Drag racers stake their lives on parachutes to assist their brakes at the end of a high-speed quarter-mile run.

Stephanie Eggum is entitled to feel more nervous than most drivers when she deploys her chute after a 180-mph run in her front-wheel-drive 2000 Honda Civic. But the 26-year-old from Illinois never worries about its reliability.

After all, what’s the worst that could happen?

Eggum already has survived one malfunctioning parachute — while speeding vertically. She lost that race to gravity.

The mishap occurred in 2001 while Eggum was making her 14th free-fall skydiving jump. The lines of her parachute became entangled and Eggum began to spin out of control, so violently she was knocked unconscious. She smacked the ground at about 80 mph and amazingly sustained only a major concussion.

Not one broken bone.

"It had rained for about five days, so it was muddy where I hit," Eggum said.

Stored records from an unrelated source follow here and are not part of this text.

//! Environment variable configuration source.

use super::{ConfigSource, ordinal_or};
use std::collections::HashMap;
use std::env;

/// Default ordinal of the environment source.
const ENV_ORDINAL: i32 = 300;

/// Environment variable configuration source.
///
/// Reads the live process environment. A key that is not found as written is retried
/// with every non-alphanumeric character replaced by `_`, then with that form
/// upper-cased, so `server.port` also matches `server_port` and `SERVER_PORT`.
///
/// # Examples
///
/// ```rust
/// use ordinal_config::sources::{ConfigSource, EnvConfigSource};
///
/// let source = EnvConfigSource::new();
/// assert_eq!(source.name(), "EnvConfigSource");
/// ```
#[derive(Debug, Default, Clone, Copy)]
pub struct EnvConfigSource;

impl EnvConfigSource {
    /// Create a new environment variable source.
    pub fn new() -> Self {
        Self
    }

    fn sanitize(key: &str) -> String {
        key.chars()
            .map(|c| if c.is_ascii_alphanumeric() { c } else { '_' })
            .collect()
    }
}

impl ConfigSource for EnvConfigSource {
    fn properties(&self) -> HashMap<String, String> {
        // Variables that are not valid unicode cannot be represented as properties.
        env::vars_os()
            .filter_map(|(k, v)| Some((k.into_string().ok()?, v.into_string().ok()?)))
            .collect()
    }

    fn value(&self, key: &str) -> Option<String> {
        if let Ok(value) = env::var(key) {
            return Some(value);
        }

        let sanitized = Self::sanitize(key);
        if let Ok(value) = env::var(&sanitized) {
            return Some(value);
        }

        env::var(sanitized.to_ascii_uppercase()).ok()
    }

    fn name(&self) -> String {
        "EnvConfigSource".to_string()
    }

    fn ordinal(&self) -> i32 {
        ordinal_or(self, ENV_ORDINAL)
    }
}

She is forced to rely on witness accounts because the last thing she remembers was spinning, and she regained consciousness three days later.

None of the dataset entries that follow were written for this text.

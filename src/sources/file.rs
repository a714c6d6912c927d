//! Structured file configuration source.

use super::{ConfigSource, DEFAULT_ORDINAL, ordinal_or};
use crate::error::{ConfigError, Result};
use config::{File, Source, Value, ValueKind};
use std::collections::HashMap;
use std::path::{Path, PathBuf};

/// Configuration source backed by a YAML, TOML, or JSON file.
///
/// The format is detected from the file extension. Nested tables are flattened into
/// dotted keys and arrays are joined with `,`, so
///
/// ```yaml
/// server:
///   port: 8080
///   hosts: [a, b]
/// ```
///
/// yields `server.port = 8080` and `server.hosts = a,b`.
///
/// # Examples
///
/// ```rust,no_run
/// use ordinal_config::sources::FileConfigSource;
///
/// let source = FileConfigSource::from_path("config/default.yaml")?;
/// # Ok::<(), ordinal_config::error::ConfigError>(())
/// ```
#[derive(Debug, Clone)]
pub struct FileConfigSource {
    path: PathBuf,
    properties: HashMap<String, String>,
}

impl FileConfigSource {
    /// Load the file at `path` with automatic format detection.
    ///
    /// Supported formats: YAML (.yaml, .yml), TOML (.toml), JSON (.json)
    ///
    /// # Errors
    ///
    /// Returns an error if the extension is unsupported, the file does not exist, or
    /// the file cannot be parsed.
    pub fn from_path(path: impl Into<PathBuf>) -> Result<Self> {
        let path = path.into();
        validate_extension(&path)?;

        if !path.exists() {
            return Err(ConfigError::LoadError(format!(
                "Configuration file not found: {}",
                path.display()
            )));
        }

        // Build a config using the config crate (auto-detects format from extension)
        let loaded = config::Config::builder()
            .add_source(File::from(path.clone()).required(true))
            .build()
            .map_err(|e| ConfigError::LoadError(format!("Failed to load file: {}", e)))?;

        let table = loaded
            .collect()
            .map_err(|e| ConfigError::ParseError(format!("Failed to parse file: {}", e)))?;

        let mut properties = HashMap::new();
        for (key, value) in table {
            flatten(key, value, &mut properties);
        }

        Ok(Self { path, properties })
    }

    /// The file this source was read from.
    pub fn path(&self) -> &Path {
        &self.path
    }
}

impl ConfigSource for FileConfigSource {
    fn properties(&self) -> HashMap<String, String> {
        self.properties.clone()
    }

    fn value(&self, key: &str) -> Option<String> {
        self.properties.get(key).cloned()
    }

    fn name(&self) -> String {
        format!("file:{}", self.path.display())
    }

    fn ordinal(&self) -> i32 {
        ordinal_or(self, DEFAULT_ORDINAL)
    }
}

/// Validate that the file extension is supported.
fn validate_extension(path: &Path) -> Result<()> {
    let extension = path
        .extension()
        .and_then(|ext| ext.to_str())
        .ok_or_else(|| {
            ConfigError::LoadError(format!(
                "Unable to determine file format for: {}",
                path.display()
            ))
        })?;

    match extension {
        "yaml" | "yml" | "toml" | "json" => Ok(()),
        _ => Err(ConfigError::LoadError(format!(
            "Unsupported file extension: {}. Supported: .yaml, .yml, .toml, .json",
            extension
        ))),
    }
}

fn flatten(key: String, value: Value, out: &mut HashMap<String, String>) {
    match value.kind {
        ValueKind::Table(table) => {
            for (child, value) in table {
                flatten(format!("{}.{}", key, child), value, out);
            }
        }
        ValueKind::Array(items) => {
            let joined = items
                .into_iter()
                .map(|item| scalar(item.kind))
                .collect::<Vec<_>>()
                .join(",");
            out.insert(key, joined);
        }
        kind => {
            out.insert(key, scalar(kind));
        }
    }
}

fn scalar(kind: ValueKind) -> String {
    match kind {
        ValueKind::Nil => String::new(),
        ValueKind::String(s) => s,
        other => other.to_string(),
    }
}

Eggum stopped jumping out of airplanes — she’s a smart woman — but needed another way to get her adrenaline fix.

"I was bored. After I put a turbo kit on my Civic, I started to drag race it," she said.

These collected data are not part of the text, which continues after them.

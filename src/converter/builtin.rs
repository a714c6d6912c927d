//! Ready-made converters for common value types.

use super::Converter;
use crate::error::{ConfigError, Result};
use std::fmt::Display;
use std::marker::PhantomData;
use std::str::FromStr;

/// Converts through the target type's [`FromStr`] implementation.
///
/// Surrounding whitespace is trimmed before parsing.
///
/// # Examples
///
/// ```rust
/// use ordinal_config::converter::{Converter, FromStrConverter};
///
/// let converter = FromStrConverter::<u64>::new();
/// assert_eq!(converter.convert(" 30 ").unwrap(), 30);
/// assert!(converter.convert("thirty").is_err());
/// ```
pub struct FromStrConverter<T> {
    _target: PhantomData<fn() -> T>,
}

impl<T> FromStrConverter<T> {
    /// Create a converter for `T`.
    pub fn new() -> Self {
        Self {
            _target: PhantomData,
        }
    }
}

impl<T> Default for FromStrConverter<T> {
    fn default() -> Self {
        Self::new()
    }
}

impl<T> Converter<T> for FromStrConverter<T>
where
    T: FromStr,
    T::Err: Display,
{
    fn convert(&self, value: &str) -> Result<T> {
        value.trim().parse::<T>().map_err(|e| {
            ConfigError::conversion(format!(
                "'{}' is not a valid {}: {}",
                value,
                std::any::type_name::<T>(),
                e
            ))
        })
    }
}

/// Lenient boolean converter.
///
/// `true`, `1`, `yes`, `y` and `on` (any case) are `true`; every other value is `false`.
#[derive(Debug, Default, Clone, Copy)]
pub struct BoolConverter;

impl Converter<bool> for BoolConverter {
    fn convert(&self, value: &str) -> Result<bool> {
        let value = value.trim().to_ascii_lowercase();
        Ok(matches!(value.as_str(), "true" | "1" | "yes" | "y" | "on"))
    }
}

#[cfg(test)]
mod tests {
    use super::*;

    #[test]
    fn test_from_str_trims() {
        let converter = FromStrConverter::<i32>::new();
        assert_eq!(converter.convert(" -12 ").unwrap(), -12);
    }

    #[test]
    fn test_from_str_error_names_type() {
        let err = FromStrConverter::<u8>::new().convert("300").unwrap_err();
        assert!(err.to_string().contains("u8"));
    }

    #[test]
    fn test_bool_truthy_values() {
        for raw in ["true", "TRUE", "1", "yes", "Y", "On"] {
            assert!(BoolConverter.convert(raw).unwrap(), "{raw} should be true");
        }
    }

    #[test]
    fn test_bool_everything_else_false() {
        for raw in ["false", "0", "no", "", "enabled"] {
            assert!(!BoolConverter.convert(raw).unwrap(), "{raw} should be false");
        }
    }
}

A front-wheel-drive Civic seems an unlikely vehicle to satisfy anyone’s lust for speed, but Eggum’s car morphed into something other than a mundane import with good gas mileage.

She’s likely to be one of the favorites to win tonight’s eliminations in the NHRA Sport Compact Series at Las Vegas Motor Speedway. Eliminations begin at 6:40 p.m., followed by the first round of D1 Grand Prix drifting at 9.

Eggum began Friday’s qualifying sessions as points leader of the Hot Rod division, in which she holds the speed record (184.25 mph) and elapsed time record (7.90 seconds). Qualifying was incomplete at the Review-Journal’s deadline.

Eggum’s speed numbers are impressive for any dragster, but her records were produced in a 1.9-liter, four-cylinder Honda GSR engine tuned by crew chief Jeromie Hicks. It produces about 1,150 horsepower.

"It feels slow now," she said of her top speed, having made nearly 300 passes in her career. "Everybody thinks, my God, going 185 is crazy.

"After lap after lap, it’s starting to slow down (mentally). I’ve become better at remembering how the car reacts during a run and can better give that information to my crew chief."

Eggum won three NHRA titles last year and finished second in the season standings in her third year of professional racing. She hopes to move to a faster category, possibly an Alcohol Funny Car in the NHRA Powerade Drag Racing Series.

Eggum has won two of the four NHRA events this year. In all four finals she has raced against Kenny Tran, who won the first two matchups in his 2.4-liter Toyota Scion.

She lost to Ron Lummus in the final round a year ago at Las Vegas.

"We had the best car, but our (transmission) broke," Eggum said.

Her parachute did open, though. If given a choice of parts to break down, Eggum happily votes for the transmission.